Provided entries:

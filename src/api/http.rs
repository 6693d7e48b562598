//! HTTP Task API
//!
//! `reqwest` client (fetch-backed on wasm32) for the REST endpoints.

use std::future::Future;
use std::time::Duration;

use async_trait::async_trait;
use percent_encoding::{utf8_percent_encode, AsciiSet, NON_ALPHANUMERIC};
use reqwest::{Client, RequestBuilder, Response};

use super::{TaskApi, CREATE_TASK, DELETE_TASK, LIST_TASKS, UPDATE_TASK};
use crate::config::ApiConfig;
use crate::error::{ApiError, ApiResult};
use crate::models::{AuthMode, AuthResponse, Credentials, ErrorBody, NewTask, Task, TaskPatch};

/// Characters left as-is in a path segment (RFC 3986 unreserved)
const PATH_SEGMENT: &AsciiSet = &NON_ALPHANUMERIC.remove(b'-').remove(b'_').remove(b'.').remove(b'~');

#[derive(Debug, Clone)]
pub struct HttpApi {
    client: Client,
    config: ApiConfig,
}

impl HttpApi {
    pub fn new(config: ApiConfig) -> Self {
        let builder = Client::builder();
        #[cfg(not(target_arch = "wasm32"))]
        let builder = builder.timeout(config.timeout);

        let client = builder.build().unwrap_or_else(|e| {
            log::warn!("falling back to default HTTP client: {}", e);
            Client::new()
        });
        Self { client, config }
    }

    fn task_url(&self, path: &str, id: &str) -> String {
        format!("{}/{}", self.config.endpoint(path), utf8_percent_encode(id, PATH_SEGMENT))
    }

    fn authorized(&self, request: RequestBuilder, token: &str) -> RequestBuilder {
        request.header("Authorization", format!("Bearer {}", token))
    }

    async fn send(&self, request: RequestBuilder) -> ApiResult<Response> {
        with_timeout(self.config.timeout, request.send())
            .await?
            .map_err(network_error)
    }

    /// Pass 2xx through; anything else becomes `Rejected` with the server's message
    async fn expect_ok(response: Response) -> ApiResult<Response> {
        let status = response.status();
        if status.is_success() {
            return Ok(response);
        }
        let message = response.json::<ErrorBody>().await.ok().and_then(|body| body.message);
        log::debug!("request rejected: {} {:?}", status, message);
        Err(ApiError::Rejected { status: status.as_u16(), message })
    }
}

#[async_trait(?Send)]
impl TaskApi for HttpApi {
    async fn authenticate(&self, mode: AuthMode, credentials: &Credentials<'_>) -> ApiResult<String> {
        let url = self.config.endpoint(mode.path());
        log::debug!("POST {}", url);

        let response = self.send(self.client.post(&url).json(credentials)).await?;
        let status = response.status();
        let body: AuthResponse = response.json().await.map_err(network_error)?;

        match body.token.filter(|token| !token.is_empty()) {
            Some(token) if status.is_success() => Ok(token),
            _ => Err(ApiError::Rejected { status: status.as_u16(), message: body.message }),
        }
    }

    async fn list_tasks(&self, token: &str) -> ApiResult<Vec<Task>> {
        let url = self.config.endpoint(LIST_TASKS);
        log::debug!("GET {}", url);

        let response = self.send(self.authorized(self.client.get(&url), token)).await?;
        Self::expect_ok(response).await?.json().await.map_err(network_error)
    }

    async fn create_task(&self, token: &str, title: &str) -> ApiResult<()> {
        let url = self.config.endpoint(CREATE_TASK);
        log::debug!("POST {}", url);

        let request = self.authorized(self.client.post(&url), token).json(&NewTask { title });
        Self::expect_ok(self.send(request).await?).await?;
        Ok(())
    }

    async fn update_task(&self, token: &str, id: &str, patch: &TaskPatch<'_>) -> ApiResult<()> {
        let url = self.task_url(UPDATE_TASK, id);
        log::debug!("PUT {}", url);

        let request = self.authorized(self.client.put(&url), token).json(patch);
        Self::expect_ok(self.send(request).await?).await?;
        Ok(())
    }

    async fn delete_task(&self, token: &str, id: &str) -> ApiResult<()> {
        let url = self.task_url(DELETE_TASK, id);
        log::debug!("DELETE {}", url);

        let request = self.authorized(self.client.delete(&url), token);
        Self::expect_ok(self.send(request).await?).await?;
        Ok(())
    }
}

fn network_error(e: reqwest::Error) -> ApiError {
    if e.is_timeout() {
        ApiError::Network("request timed out".to_string())
    } else {
        ApiError::Network(e.to_string())
    }
}

/// fetch has no built-in deadline, so race the request against a timer
#[cfg(target_arch = "wasm32")]
async fn with_timeout<F: Future>(timeout: Duration, request: F) -> ApiResult<F::Output> {
    use futures_util::future::{select, Either};

    let request = std::pin::pin!(request);
    let deadline = std::pin::pin!(gloo_timers::future::sleep(timeout));

    match select(request, deadline).await {
        Either::Left((output, _)) => Ok(output),
        Either::Right(_) => Err(ApiError::Network(format!(
            "request timed out after {} ms",
            timeout.as_millis()
        ))),
    }
}

/// Native builds set the deadline on the client itself
#[cfg(not(target_arch = "wasm32"))]
async fn with_timeout<F: Future>(_timeout: Duration, request: F) -> ApiResult<F::Output> {
    Ok(request.await)
}
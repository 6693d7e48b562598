//! Application Context
//!
//! Shared handles provided via Leptos Context API.

use std::rc::Rc;

use leptos::prelude::*;

use crate::api::HttpApi;
use crate::session::LocalSession;
use crate::sync::TaskSyncEngine;

/// The engine as wired in the browser
pub type Engine = TaskSyncEngine<HttpApi, LocalSession>;

/// App-wide handles provided via context
#[derive(Clone, Copy)]
pub struct AppContext {
    /// Single-threaded engine, kept in local (non-Send) reactive storage
    engine: StoredValue<Rc<Engine>, LocalStorage>,
}

impl AppContext {
    pub fn new(engine: Engine) -> Self {
        Self {
            engine: StoredValue::new_local(Rc::new(engine)),
        }
    }

    /// Shared engine handle, cheap to move into `spawn_local` blocks
    pub fn engine(&self) -> Rc<Engine> {
        self.engine.get_value()
    }
}

pub fn use_app_context() -> AppContext {
    expect_context::<AppContext>()
}
//! Task Row Component
//!
//! One task in the dashboard list.

use leptos::prelude::*;
use leptos::task::spawn_local;

use super::SyncFeedback;
use crate::context::use_app_context;
use crate::models::Task;

/// Completion state the row's checkbox should show, from the synced list
fn displayed_completion(tasks: &[Task], id: &str, fallback: bool) -> bool {
    tasks
        .iter()
        .find(|task| task.id == id)
        .map_or(fallback, |task| task.is_completed)
}

#[component]
pub fn TaskRow(
    task: Task,
    set_editing: WriteSignal<Option<Task>>,
) -> impl IntoView {
    let ctx = use_app_context();
    let feedback = expect_context::<SyncFeedback>();

    let completed = task.is_completed;
    let title = task.title.clone();

    // A keyed row is not re-rendered when a failed toggle leaves the list
    // unchanged, so the box the browser already flipped is set back by hand.
    let toggle_id = task.id.clone();
    let on_toggle = move |ev: web_sys::Event| {
        let checkbox = event_target::<web_sys::HtmlInputElement>(&ev);
        let id = toggle_id.clone();
        let engine = ctx.engine();
        spawn_local(async move {
            let result = engine.toggle(&id, completed).await;
            feedback.settle(&engine, result);
            checkbox.set_checked(displayed_completion(&engine.tasks(), &id, completed));
        });
    };

    let delete_id = task.id.clone();
    let on_delete = move |_| {
        let id = delete_id.clone();
        let engine = ctx.engine();
        spawn_local(async move {
            let result = engine.delete(&id).await;
            feedback.settle(&engine, result);
        });
    };

    let on_edit = move |_| set_editing.set(Some(task.clone()));

    view! {
        <li class="task-row">
            <label class="task-main">
                <input type="checkbox" prop:checked=completed on:change=on_toggle />
                <span class=if completed { "task-title completed" } else { "task-title" }>{title}</span>
            </label>
            <div class="task-actions">
                <button class="edit-btn" on:click=on_edit>"Edit"</button>
                <button class="delete-btn" on:click=on_delete>"Delete"</button>
            </div>
        </li>
    }
}

#[cfg(test)]
mod tests {
    use std::rc::Rc;

    use super::*;
    use crate::api::FakeApi;
    use crate::error::{ApiError, SyncError};
    use crate::session::MemorySession;
    use crate::sync::{TaskSyncEngine, TOGGLE_FAILED};

    fn signed_in(api: FakeApi) -> TaskSyncEngine<FakeApi, MemorySession> {
        api.issue_token("tok");
        TaskSyncEngine::new(Rc::new(api), Rc::new(MemorySession::with_token("tok")))
    }

    #[tokio::test]
    async fn test_failed_toggle_shows_server_state() {
        let api = FakeApi::new();
        let id = api.seed("Write report", false);
        let engine = signed_in(api);
        engine.list().await.unwrap();

        engine.api().fail_next(ApiError::Rejected { status: 500, message: None });
        assert_eq!(engine.toggle(&id, false).await, Err(SyncError::Failed(TOGGLE_FAILED)));

        assert!(!displayed_completion(&engine.tasks(), &id, false));
    }

    #[tokio::test]
    async fn test_successful_toggle_shows_new_state() {
        let api = FakeApi::new();
        let id = api.seed("Write report", false);
        let engine = signed_in(api);
        engine.list().await.unwrap();

        engine.toggle(&id, false).await.unwrap();

        assert!(displayed_completion(&engine.tasks(), &id, false));
    }

    #[test]
    fn test_missing_task_keeps_fallback() {
        assert!(displayed_completion(&[], "gone", true));
        assert!(!displayed_completion(&[], "gone", false));
    }
}
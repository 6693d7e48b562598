//! API Configuration
//!
//! Where the task API lives and how long a request may take. Values are
//! baked in at build time (`TASK_DASH_API_BASE`, `TASK_DASH_TIMEOUT_MS`)
//! and fall back to the local development server.

use std::time::Duration;

pub const DEFAULT_API_BASE: &str = "http://localhost:4000/api";
/// localStorage key holding the bearer token
pub const DEFAULT_TOKEN_KEY: &str = "token";
pub const DEFAULT_TIMEOUT_MS: u64 = 10_000;

#[derive(Debug, Clone, PartialEq, Eq)]
pub struct ApiConfig {
    /// Base URL without trailing slash
    pub base_url: String,
    pub token_key: String,
    pub timeout: Duration,
}

impl Default for ApiConfig {
    fn default() -> Self {
        Self {
            base_url: DEFAULT_API_BASE.to_string(),
            token_key: DEFAULT_TOKEN_KEY.to_string(),
            timeout: Duration::from_millis(DEFAULT_TIMEOUT_MS),
        }
    }
}

impl ApiConfig {
    /// Configuration captured from the build environment
    pub fn from_build_env() -> Self {
        Self::from_values(
            option_env!("TASK_DASH_API_BASE"),
            option_env!("TASK_DASH_TIMEOUT_MS"),
        )
    }

    fn from_values(base_url: Option<&str>, timeout_ms: Option<&str>) -> Self {
        let mut config = Self::default();

        if let Some(base) = base_url.map(str::trim).filter(|b| !b.is_empty()) {
            config.base_url = base.trim_end_matches('/').to_string();
        }

        if let Some(raw) = timeout_ms {
            match raw.trim().parse::<u64>() {
                Ok(ms) if ms > 0 => config.timeout = Duration::from_millis(ms),
                _ => log::warn!("ignoring invalid TASK_DASH_TIMEOUT_MS value {:?}", raw),
            }
        }

        config
    }

    /// Absolute URL for an API path such as `/tasks/getTask`
    pub fn endpoint(&self, path: &str) -> String {
        format!("{}{}", self.base_url, path)
    }
}
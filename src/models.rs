//! Frontend Models
//!
//! Data structures matching the task API's JSON.

use serde::{Deserialize, Serialize};

/// Task as returned by the API
#[derive(Debug, Clone, PartialEq, Eq, Serialize, Deserialize)]
pub struct Task {
    #[serde(rename = "_id", alias = "id")]
    pub id: String,
    pub title: String,
    #[serde(rename = "isCompleted", default)]
    pub is_completed: bool,
}

/// Which auth endpoint a credential submission goes to
#[derive(Debug, Clone, Copy, PartialEq, Eq, Default)]
pub enum AuthMode {
    #[default]
    Login,
    Register,
}

impl AuthMode {
    pub fn path(&self) -> &'static str {
        match self {
            AuthMode::Login => "/auth/login",
            AuthMode::Register => "/auth/register",
        }
    }

    pub fn label(&self) -> &'static str {
        match self {
            AuthMode::Login => "Login",
            AuthMode::Register => "Register",
        }
    }

    pub fn toggled(&self) -> Self {
        match self {
            AuthMode::Login => AuthMode::Register,
            AuthMode::Register => AuthMode::Login,
        }
    }

    /// Text of the link that flips to the other mode
    pub fn switch_label(&self) -> &'static str {
        match self {
            AuthMode::Login => "Switch to Register",
            AuthMode::Register => "Switch to Login",
        }
    }
}

// ========================
// Request Bodies
// ========================

#[derive(Debug, Serialize)]
pub struct Credentials<'a> {
    pub email: &'a str,
    pub password: &'a str,
}

#[derive(Debug, Serialize)]
pub struct NewTask<'a> {
    pub title: &'a str,
}

/// Partial update; absent fields are left untouched server-side
#[derive(Debug, Default, Serialize)]
pub struct TaskPatch<'a> {
    #[serde(skip_serializing_if = "Option::is_none")]
    pub title: Option<&'a str>,
    #[serde(rename = "isCompleted", skip_serializing_if = "Option::is_none")]
    pub is_completed: Option<bool>,
}

impl<'a> TaskPatch<'a> {
    pub fn title(title: &'a str) -> Self {
        Self { title: Some(title), ..Default::default() }
    }

    pub fn completed(is_completed: bool) -> Self {
        Self { is_completed: Some(is_completed), ..Default::default() }
    }
}

// ========================
// Response Bodies
// ========================

/// Body of `/auth/login` and `/auth/register`, success or failure
#[derive(Debug, Default, Deserialize)]
pub struct AuthResponse {
    #[serde(default)]
    pub token: Option<String>,
    #[serde(default)]
    pub message: Option<String>,
}

/// Error body the API sends alongside non-ok statuses
#[derive(Debug, Default, Deserialize)]
pub struct ErrorBody {
    #[serde(default)]
    pub message: Option<String>,
}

Directions: Going through the listing above, tally the lines that contain the word "click" and state the total alone.

Result of the task: 2